──────── PROVIDED ENTRIES

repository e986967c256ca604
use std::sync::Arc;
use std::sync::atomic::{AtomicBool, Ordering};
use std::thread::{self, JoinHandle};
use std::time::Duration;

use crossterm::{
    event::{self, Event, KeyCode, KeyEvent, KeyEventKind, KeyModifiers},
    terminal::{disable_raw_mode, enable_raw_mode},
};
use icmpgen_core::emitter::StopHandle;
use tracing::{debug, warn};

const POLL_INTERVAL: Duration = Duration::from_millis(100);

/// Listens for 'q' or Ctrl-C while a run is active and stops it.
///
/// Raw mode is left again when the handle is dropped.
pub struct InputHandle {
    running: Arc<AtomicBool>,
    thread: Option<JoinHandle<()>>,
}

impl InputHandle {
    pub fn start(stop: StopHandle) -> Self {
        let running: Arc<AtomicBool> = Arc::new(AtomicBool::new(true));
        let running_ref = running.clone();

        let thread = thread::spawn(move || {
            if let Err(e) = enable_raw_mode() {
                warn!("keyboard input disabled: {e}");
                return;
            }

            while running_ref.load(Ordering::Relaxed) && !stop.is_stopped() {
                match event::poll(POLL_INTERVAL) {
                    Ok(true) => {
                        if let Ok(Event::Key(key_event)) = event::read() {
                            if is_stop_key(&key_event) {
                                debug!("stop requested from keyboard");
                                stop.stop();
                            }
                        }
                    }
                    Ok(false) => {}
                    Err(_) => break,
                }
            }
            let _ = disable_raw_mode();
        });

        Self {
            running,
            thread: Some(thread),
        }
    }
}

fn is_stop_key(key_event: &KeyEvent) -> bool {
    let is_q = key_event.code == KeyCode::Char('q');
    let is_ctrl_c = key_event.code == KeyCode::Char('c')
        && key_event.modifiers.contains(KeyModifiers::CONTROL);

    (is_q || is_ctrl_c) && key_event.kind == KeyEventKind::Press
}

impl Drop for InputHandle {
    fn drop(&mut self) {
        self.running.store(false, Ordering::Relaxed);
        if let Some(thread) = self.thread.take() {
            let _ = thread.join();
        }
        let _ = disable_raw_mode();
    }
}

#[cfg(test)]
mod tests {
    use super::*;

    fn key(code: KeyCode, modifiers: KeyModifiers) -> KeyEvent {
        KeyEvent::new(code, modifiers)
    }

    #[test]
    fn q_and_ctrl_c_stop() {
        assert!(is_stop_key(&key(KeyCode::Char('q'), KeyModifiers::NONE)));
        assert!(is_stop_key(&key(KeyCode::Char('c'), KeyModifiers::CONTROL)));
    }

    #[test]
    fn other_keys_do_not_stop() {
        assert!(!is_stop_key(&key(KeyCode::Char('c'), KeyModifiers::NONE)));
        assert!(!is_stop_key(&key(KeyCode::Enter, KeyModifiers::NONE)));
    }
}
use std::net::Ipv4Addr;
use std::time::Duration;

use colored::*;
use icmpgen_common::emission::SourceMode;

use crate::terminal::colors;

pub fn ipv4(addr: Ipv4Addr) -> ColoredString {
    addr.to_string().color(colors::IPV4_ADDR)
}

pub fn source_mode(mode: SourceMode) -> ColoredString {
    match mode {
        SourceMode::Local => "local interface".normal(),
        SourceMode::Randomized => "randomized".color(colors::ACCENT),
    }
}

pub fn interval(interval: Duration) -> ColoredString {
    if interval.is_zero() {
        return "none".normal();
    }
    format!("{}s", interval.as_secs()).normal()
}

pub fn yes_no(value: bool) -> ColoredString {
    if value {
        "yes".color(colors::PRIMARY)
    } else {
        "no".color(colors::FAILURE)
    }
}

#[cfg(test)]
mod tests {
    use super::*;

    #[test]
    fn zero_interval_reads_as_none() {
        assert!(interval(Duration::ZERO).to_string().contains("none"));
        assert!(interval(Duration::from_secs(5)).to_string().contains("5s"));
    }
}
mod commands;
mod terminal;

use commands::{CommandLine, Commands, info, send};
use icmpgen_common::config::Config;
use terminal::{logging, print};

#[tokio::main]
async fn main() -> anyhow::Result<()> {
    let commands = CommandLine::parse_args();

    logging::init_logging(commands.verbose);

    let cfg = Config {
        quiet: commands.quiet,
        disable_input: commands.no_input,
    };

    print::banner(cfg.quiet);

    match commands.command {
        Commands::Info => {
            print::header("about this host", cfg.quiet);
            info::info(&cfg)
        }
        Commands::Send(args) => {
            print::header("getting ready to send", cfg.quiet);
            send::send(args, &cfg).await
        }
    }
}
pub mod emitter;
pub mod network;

────────────────
──────── PROVIDED ENTRIES

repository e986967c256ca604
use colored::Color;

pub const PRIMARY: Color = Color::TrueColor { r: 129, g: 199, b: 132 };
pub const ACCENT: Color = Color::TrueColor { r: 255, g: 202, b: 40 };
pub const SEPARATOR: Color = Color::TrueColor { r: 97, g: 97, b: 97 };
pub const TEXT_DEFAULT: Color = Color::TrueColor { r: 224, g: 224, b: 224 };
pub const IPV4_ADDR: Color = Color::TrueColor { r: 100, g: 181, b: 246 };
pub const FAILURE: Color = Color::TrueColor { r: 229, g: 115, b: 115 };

────────────────
──────── PROVIDED ENTRIES

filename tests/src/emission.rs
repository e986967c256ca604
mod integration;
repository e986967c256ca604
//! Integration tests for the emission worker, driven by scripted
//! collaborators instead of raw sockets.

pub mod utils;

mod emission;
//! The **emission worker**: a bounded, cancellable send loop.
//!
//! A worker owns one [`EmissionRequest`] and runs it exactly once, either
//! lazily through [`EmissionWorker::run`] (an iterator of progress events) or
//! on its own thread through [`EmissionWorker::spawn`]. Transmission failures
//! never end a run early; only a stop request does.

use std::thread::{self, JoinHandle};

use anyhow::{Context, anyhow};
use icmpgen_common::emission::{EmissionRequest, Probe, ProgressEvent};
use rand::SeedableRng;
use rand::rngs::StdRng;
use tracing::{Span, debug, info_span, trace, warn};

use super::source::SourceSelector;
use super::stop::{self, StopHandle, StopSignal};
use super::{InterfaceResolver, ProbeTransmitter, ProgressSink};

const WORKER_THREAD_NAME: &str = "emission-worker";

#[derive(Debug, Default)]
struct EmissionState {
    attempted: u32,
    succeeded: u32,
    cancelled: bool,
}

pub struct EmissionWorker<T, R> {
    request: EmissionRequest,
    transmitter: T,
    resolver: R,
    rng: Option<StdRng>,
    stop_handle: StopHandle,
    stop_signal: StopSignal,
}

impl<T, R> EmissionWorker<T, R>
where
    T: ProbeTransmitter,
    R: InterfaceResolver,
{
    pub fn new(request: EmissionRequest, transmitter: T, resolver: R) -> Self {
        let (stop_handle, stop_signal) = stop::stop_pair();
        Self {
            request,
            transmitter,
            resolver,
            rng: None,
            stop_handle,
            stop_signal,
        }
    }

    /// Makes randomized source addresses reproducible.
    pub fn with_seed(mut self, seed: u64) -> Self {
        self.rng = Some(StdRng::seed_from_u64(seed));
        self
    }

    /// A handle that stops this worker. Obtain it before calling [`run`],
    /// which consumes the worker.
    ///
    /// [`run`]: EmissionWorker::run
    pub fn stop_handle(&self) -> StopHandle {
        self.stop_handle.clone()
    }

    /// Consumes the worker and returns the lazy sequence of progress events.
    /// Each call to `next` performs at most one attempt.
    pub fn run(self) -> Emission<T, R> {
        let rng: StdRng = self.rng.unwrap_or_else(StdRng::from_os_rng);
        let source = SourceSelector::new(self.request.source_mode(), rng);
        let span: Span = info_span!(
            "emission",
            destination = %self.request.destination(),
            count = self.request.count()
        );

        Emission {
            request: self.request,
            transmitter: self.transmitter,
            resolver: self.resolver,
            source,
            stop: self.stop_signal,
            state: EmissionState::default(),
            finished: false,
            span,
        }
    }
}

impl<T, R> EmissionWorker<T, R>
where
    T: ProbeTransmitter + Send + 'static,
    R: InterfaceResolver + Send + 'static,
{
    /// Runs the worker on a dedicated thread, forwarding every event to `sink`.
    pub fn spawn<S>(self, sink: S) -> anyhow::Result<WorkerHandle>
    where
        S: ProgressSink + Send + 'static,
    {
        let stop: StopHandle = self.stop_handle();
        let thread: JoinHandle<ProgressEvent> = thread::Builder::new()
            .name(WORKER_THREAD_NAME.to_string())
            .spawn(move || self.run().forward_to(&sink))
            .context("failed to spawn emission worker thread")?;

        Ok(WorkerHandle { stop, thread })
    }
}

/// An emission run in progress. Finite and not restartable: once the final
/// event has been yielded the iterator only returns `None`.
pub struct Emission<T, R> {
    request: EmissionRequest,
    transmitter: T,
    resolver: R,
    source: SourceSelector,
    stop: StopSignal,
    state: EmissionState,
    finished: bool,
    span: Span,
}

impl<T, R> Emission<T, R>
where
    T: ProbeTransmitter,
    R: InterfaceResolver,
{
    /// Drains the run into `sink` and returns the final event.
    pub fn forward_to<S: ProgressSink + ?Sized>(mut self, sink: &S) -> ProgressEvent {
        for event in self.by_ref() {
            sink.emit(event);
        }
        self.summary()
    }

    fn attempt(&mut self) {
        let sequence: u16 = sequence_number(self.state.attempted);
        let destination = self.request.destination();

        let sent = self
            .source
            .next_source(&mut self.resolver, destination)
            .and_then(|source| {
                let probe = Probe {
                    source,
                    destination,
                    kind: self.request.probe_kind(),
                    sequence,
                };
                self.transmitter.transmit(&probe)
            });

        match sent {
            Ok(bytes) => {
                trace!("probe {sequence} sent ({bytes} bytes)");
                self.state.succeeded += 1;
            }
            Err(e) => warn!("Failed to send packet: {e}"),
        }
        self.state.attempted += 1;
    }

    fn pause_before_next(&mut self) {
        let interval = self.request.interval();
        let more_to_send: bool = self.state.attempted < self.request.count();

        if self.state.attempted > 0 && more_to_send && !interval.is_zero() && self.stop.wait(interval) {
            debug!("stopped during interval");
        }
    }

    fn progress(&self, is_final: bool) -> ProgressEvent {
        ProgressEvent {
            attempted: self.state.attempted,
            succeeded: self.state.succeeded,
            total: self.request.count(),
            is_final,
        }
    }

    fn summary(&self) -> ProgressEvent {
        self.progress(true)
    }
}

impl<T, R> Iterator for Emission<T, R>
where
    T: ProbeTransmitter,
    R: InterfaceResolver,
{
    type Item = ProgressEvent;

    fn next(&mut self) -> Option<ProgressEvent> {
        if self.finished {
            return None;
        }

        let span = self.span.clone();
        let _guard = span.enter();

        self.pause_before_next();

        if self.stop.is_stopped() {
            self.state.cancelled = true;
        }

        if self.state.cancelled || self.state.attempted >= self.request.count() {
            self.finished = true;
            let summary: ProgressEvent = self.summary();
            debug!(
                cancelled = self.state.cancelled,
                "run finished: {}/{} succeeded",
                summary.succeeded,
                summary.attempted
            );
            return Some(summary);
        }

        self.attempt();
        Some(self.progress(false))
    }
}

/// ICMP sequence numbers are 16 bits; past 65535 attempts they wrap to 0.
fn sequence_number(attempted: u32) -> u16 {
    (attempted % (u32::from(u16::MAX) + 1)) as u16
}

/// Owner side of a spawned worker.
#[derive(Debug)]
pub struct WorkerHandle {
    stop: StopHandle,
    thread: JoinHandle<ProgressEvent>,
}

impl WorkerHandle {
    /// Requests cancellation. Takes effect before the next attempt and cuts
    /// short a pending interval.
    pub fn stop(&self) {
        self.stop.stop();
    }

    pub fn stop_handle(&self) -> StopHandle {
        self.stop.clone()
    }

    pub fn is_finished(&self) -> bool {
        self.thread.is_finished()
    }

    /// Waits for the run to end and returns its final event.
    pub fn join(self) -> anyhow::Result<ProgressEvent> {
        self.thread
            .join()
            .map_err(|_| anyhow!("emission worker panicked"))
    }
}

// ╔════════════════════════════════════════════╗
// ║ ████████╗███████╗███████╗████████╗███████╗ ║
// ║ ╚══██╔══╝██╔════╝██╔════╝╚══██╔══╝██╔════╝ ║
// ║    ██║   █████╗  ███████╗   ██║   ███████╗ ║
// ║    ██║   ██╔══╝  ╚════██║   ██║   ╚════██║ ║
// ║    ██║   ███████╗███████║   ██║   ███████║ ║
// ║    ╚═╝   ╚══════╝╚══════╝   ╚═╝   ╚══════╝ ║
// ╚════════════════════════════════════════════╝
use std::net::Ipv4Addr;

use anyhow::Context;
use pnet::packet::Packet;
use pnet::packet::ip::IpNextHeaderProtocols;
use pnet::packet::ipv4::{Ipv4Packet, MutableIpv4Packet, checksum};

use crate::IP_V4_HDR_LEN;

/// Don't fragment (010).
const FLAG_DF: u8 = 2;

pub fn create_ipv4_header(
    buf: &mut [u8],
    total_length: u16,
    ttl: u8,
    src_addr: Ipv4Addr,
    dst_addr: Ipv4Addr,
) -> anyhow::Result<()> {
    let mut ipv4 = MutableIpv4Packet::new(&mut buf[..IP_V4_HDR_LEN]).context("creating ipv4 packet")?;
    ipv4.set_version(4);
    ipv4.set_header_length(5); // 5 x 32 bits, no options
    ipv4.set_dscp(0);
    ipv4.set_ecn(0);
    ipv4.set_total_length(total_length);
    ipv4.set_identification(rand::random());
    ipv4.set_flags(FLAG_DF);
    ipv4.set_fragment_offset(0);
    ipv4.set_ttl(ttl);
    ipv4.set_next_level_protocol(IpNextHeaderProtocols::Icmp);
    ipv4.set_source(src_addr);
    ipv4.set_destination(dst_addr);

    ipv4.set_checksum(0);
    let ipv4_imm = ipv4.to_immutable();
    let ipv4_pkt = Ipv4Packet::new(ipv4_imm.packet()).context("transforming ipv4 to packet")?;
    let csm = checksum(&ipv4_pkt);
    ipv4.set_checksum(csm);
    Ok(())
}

────────────────

_EXERCISE_
If a line in the records holds the string "contains", copy it.

_ANSWER AREA_
        && key_event.modifiers.contains(KeyModifiers::CONTROL);
        assert!(interval(Duration::ZERO).to_string().contains("none"));
        assert!(interval(Duration::from_secs(5)).to_string().contains("5s"));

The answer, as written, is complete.